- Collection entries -
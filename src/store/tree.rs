// src/store/tree.rs
//! Regras de caminhos e árvores JSON partilhadas pelos backends.
//!
//! O armazenamento segue a semântica da Realtime Database: `null`, objetos vazios
//! e arrays vazios equivalem a ausência, e arrays são guardados como filhos com
//! chaves numéricas ("0", "1", ...).

use super::StoreError;
use serde_json::{Map, Value};

/// Caracteres que a Realtime Database não aceita em chaves.
const FORBIDDEN_KEY_CHARS: &[char] = &['.', '#', '$', '[', ']', '/'];

/// Valida uma chave isolada (um segmento de caminho).
pub fn is_valid_key(key: &str) -> bool {
    !key.is_empty() && !key.chars().any(|c| FORBIDDEN_KEY_CHARS.contains(&c) || c.is_control())
}

/// Normaliza um caminho ("/a//b/" -> "a/b") e valida cada segmento.
/// A raiz é representada pela string vazia.
pub fn normalize_path(path: &str) -> Result<String, StoreError> {
    let mut segments = Vec::new();
    for segment in path.split('/').filter(|s| !s.is_empty()) {
        if !is_valid_key(segment) {
            return Err(StoreError::InvalidPath(path.to_string()));
        }
        segments.push(segment);
    }
    Ok(segments.join("/"))
}

/// Junta um caminho base com um caminho relativo.
pub fn join(base: &str, child: &str) -> String {
    match (base.is_empty(), child.is_empty()) {
        (true, _) => child.to_string(),
        (_, true) => base.to_string(),
        _ => format!("{}/{}", base, child),
    }
}

/// Ancestrais estritos de um caminho normalizado ("a/b/c" -> ["a", "a/b"]).
pub fn ancestors(path: &str) -> Vec<String> {
    let mut out = Vec::new();
    let mut acc = String::new();
    let segments: Vec<&str> = path.split('/').filter(|s| !s.is_empty()).collect();
    for segment in segments.iter().take(segments.len().saturating_sub(1)) {
        acc = join(&acc, segment);
        out.push(acc.clone());
    }
    out
}

/// `true` se `other` é o próprio `path`, um descendente ou um ancestral dele.
pub fn overlaps(path: &str, other: &str) -> bool {
    is_within(other, path) || is_within(path, other)
}

/// `true` se `path` é igual a `root` ou está abaixo dele.
pub fn is_within(path: &str, root: &str) -> bool {
    root.is_empty() || path == root || path.starts_with(&format!("{}/", root))
}

/// Remove nulls e contentores vazios; converte arrays em objetos com chaves numéricas.
/// Devolve `None` quando o valor inteiro equivale a ausência.
pub fn prune(value: Value) -> Option<Value> {
    match value {
        Value::Null => None,
        Value::Array(items) => {
            let map: Map<String, Value> = items
                .into_iter()
                .enumerate()
                .filter_map(|(i, v)| prune(v).map(|v| (i.to_string(), v)))
                .collect();
            (!map.is_empty()).then_some(Value::Object(map))
        }
        Value::Object(fields) => {
            let map: Map<String, Value> = fields
                .into_iter()
                .filter_map(|(k, v)| prune(v).map(|v| (k, v)))
                .collect();
            (!map.is_empty()).then_some(Value::Object(map))
        }
        scalar => Some(scalar),
    }
}

/// Achata um valor (já podado) em folhas `(caminho, json)`.
pub fn flatten(prefix: &str, value: &Value, out: &mut Vec<(String, String)>) {
    match value {
        Value::Object(fields) => {
            for (key, child) in fields {
                flatten(&join(prefix, key), child, out);
            }
        }
        scalar => out.push((prefix.to_string(), scalar.to_string())),
    }
}

/// Lê o valor num caminho relativo dentro de uma árvore.
pub fn get_at<'a>(root: &'a Value, rel: &str) -> Option<&'a Value> {
    rel.split('/')
        .filter(|s| !s.is_empty())
        .try_fold(root, |node, key| node.as_object()?.get(key))
}

/// Substitui (ou remove, com `None`) o valor num caminho relativo da árvore.
/// Contentores que ficam vazios são podados, como na base de dados real.
pub fn set_at(root: &mut Option<Value>, rel: &str, value: Option<Value>) {
    let segments: Vec<&str> = rel.split('/').filter(|s| !s.is_empty()).collect();
    let value = value.and_then(prune);
    *root = set_segments(root.take(), &segments, value);
}

fn set_segments(node: Option<Value>, segments: &[&str], value: Option<Value>) -> Option<Value> {
    let Some((head, rest)) = segments.split_first() else {
        return value;
    };
    let mut map = match node {
        Some(Value::Object(map)) => map,
        // Um escalar no caminho é substituído por um objeto.
        _ => Map::new(),
    };
    let child = map.remove(*head);
    if let Some(new_child) = set_segments(child, rest, value) {
        map.insert(head.to_string(), new_child);
    }
    (!map.is_empty()).then_some(Value::Object(map))
}

/// Reconstrói a árvore a partir de folhas relativas (caminho vazio = o próprio nó).
pub fn unflatten(leaves: Vec<(String, Value)>) -> Option<Value> {
    let mut root: Option<Value> = None;
    for (rel, value) in leaves {
        if rel.is_empty() {
            return Some(value);
        }
        let segments: Vec<&str> = rel.split('/').collect();
        root = insert_leaf(root, &segments, value);
    }
    root
}

fn insert_leaf(node: Option<Value>, segments: &[&str], value: Value) -> Option<Value> {
    let Some((head, rest)) = segments.split_first() else {
        return Some(value);
    };
    let mut map = match node {
        Some(Value::Object(map)) => map,
        _ => Map::new(),
    };
    let child = map.remove(*head);
    if let Some(new_child) = insert_leaf(child, rest, value) {
        map.insert(head.to_string(), new_child);
    }
    Some(Value::Object(map))
}

#[cfg(test)]
mod tests {
    use super::*;
    use serde_json::json;

    #[test]
    fn normalize_strips_slashes_and_rejects_bad_keys() {
        assert_eq!(normalize_path("/sessions//abc/").unwrap(), "sessions/abc");
        assert_eq!(normalize_path("").unwrap(), "");
        assert!(normalize_path("sessions/a.b").is_err());
        assert!(normalize_path("sessions/$x").is_err());
    }

    #[test]
    fn ancestors_and_overlap() {
        assert_eq!(ancestors("a/b/c"), vec!["a".to_string(), "a/b".to_string()]);
        assert!(ancestors("a").is_empty());
        assert!(overlaps("sessions", "sessions/x/attendees/S1"));
        assert!(overlaps("sessions/x", "sessions"));
        assert!(!overlaps("sessions", "students/1"));
        assert!(!overlaps("sessions", "sessions-old"));
    }

    #[test]
    fn prune_drops_empty_containers_and_keys_arrays_by_index() {
        let value = json!({"a": null, "b": [], "c": {}, "d": ["x", null, "z"], "e": 1});
        assert_eq!(prune(value), Some(json!({"d": {"0": "x", "2": "z"}, "e": 1})));
        assert_eq!(prune(json!({"a": {"b": null}})), None);
    }

    #[test]
    fn flatten_then_unflatten_restores_tree() {
        let value = json!({"name": "Ana", "contact": {"email": "a@x", "phone": "1"}});
        let mut leaves = Vec::new();
        flatten("", &value, &mut leaves);
        let parsed = leaves
            .into_iter()
            .map(|(p, v)| (p, serde_json::from_str(&v).unwrap()))
            .collect();
        assert_eq!(unflatten(parsed), Some(value));
    }

    #[test]
    fn set_at_replaces_and_prunes() {
        let mut root = Some(json!({"a": {"b": 1, "c": 2}}));
        set_at(&mut root, "a/b", None);
        assert_eq!(root, Some(json!({"a": {"c": 2}})));
        set_at(&mut root, "a/c", None);
        assert_eq!(root, None);
        set_at(&mut root, "x/y", Some(json!("v")));
        assert_eq!(get_at(root.as_ref().unwrap(), "x/y"), Some(&json!("v")));
    }
}
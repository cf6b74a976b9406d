// src/lib.rs
pub mod config;
pub mod db;
pub mod error;
pub mod models;
pub mod services;
pub mod state;
pub mod store;
pub mod web;

use crate::state::AppState;
use axum::Router;
use tower::ServiceBuilder;
use tower_http::trace::TraceLayer;

/// Router completo da aplicação, com as camadas comuns.
pub fn build_router(app_state: AppState) -> Router {
    web::routes::create_router(app_state).layer(ServiceBuilder::new().layer(TraceLayer::new_for_http()))
}
pub mod configuration;
pub mod gateway;
pub mod migrations;
pub mod postgres_store;
pub mod repository;
pub mod schema;
pub mod sqlite;

pub use configuration::ConfigurationRepository;
pub use gateway::{Row, SqlValue, StorageGateway};
pub use migrations::{MigrationReport, MigrationStep, Migrator};
pub use postgres_store::PostgresStore;
pub use repository::SqlRepository;
pub use schema::SchemaRepository;
pub use sqlite::SqliteStore;

use std::sync::Arc;

use livy_common::{Error, Result};
use livy_config::StoreConfig;

/// Open the configured backing store. Blocking; call it from a blocking
/// context when running inside an async runtime.
pub fn connect(config: &StoreConfig) -> Result<Arc<dyn StorageGateway>> {
    match config {
        StoreConfig::Postgres(db) => Ok(Arc::new(PostgresStore::connect(db)?)),
        StoreConfig::Sqlite { path } => {
            if let Some(parent) = path.parent().filter(|p| !p.as_os_str().is_empty()) {
                std::fs::create_dir_all(parent).map_err(|e| {
                    Error::Database(format!(
                        "failed to create data directory {}: {e}",
                        parent.display()
                    ))
                })?;
            }
            Ok(Arc::new(SqliteStore::open(path)?))
        }
    }
}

- Exercise objective -
Without changing anything, quote the lines from the top of the data to the line that contains "aceita em chaves.", including that line.

- Solution to the exercise -
filename src/store/tree.rs
// src/store/tree.rs
//! Regras de caminhos e árvores JSON partilhadas pelos backends.
//!
//! O armazenamento segue a semântica da Realtime Database: `null`, objetos vazios
//! e arrays vazios equivalem a ausência, e arrays são guardados como filhos com
//! chaves numéricas ("0", "1", ...).

use super::StoreError;
use serde_json::{Map, Value};

/// Caracteres que a Realtime Database não aceita em chaves.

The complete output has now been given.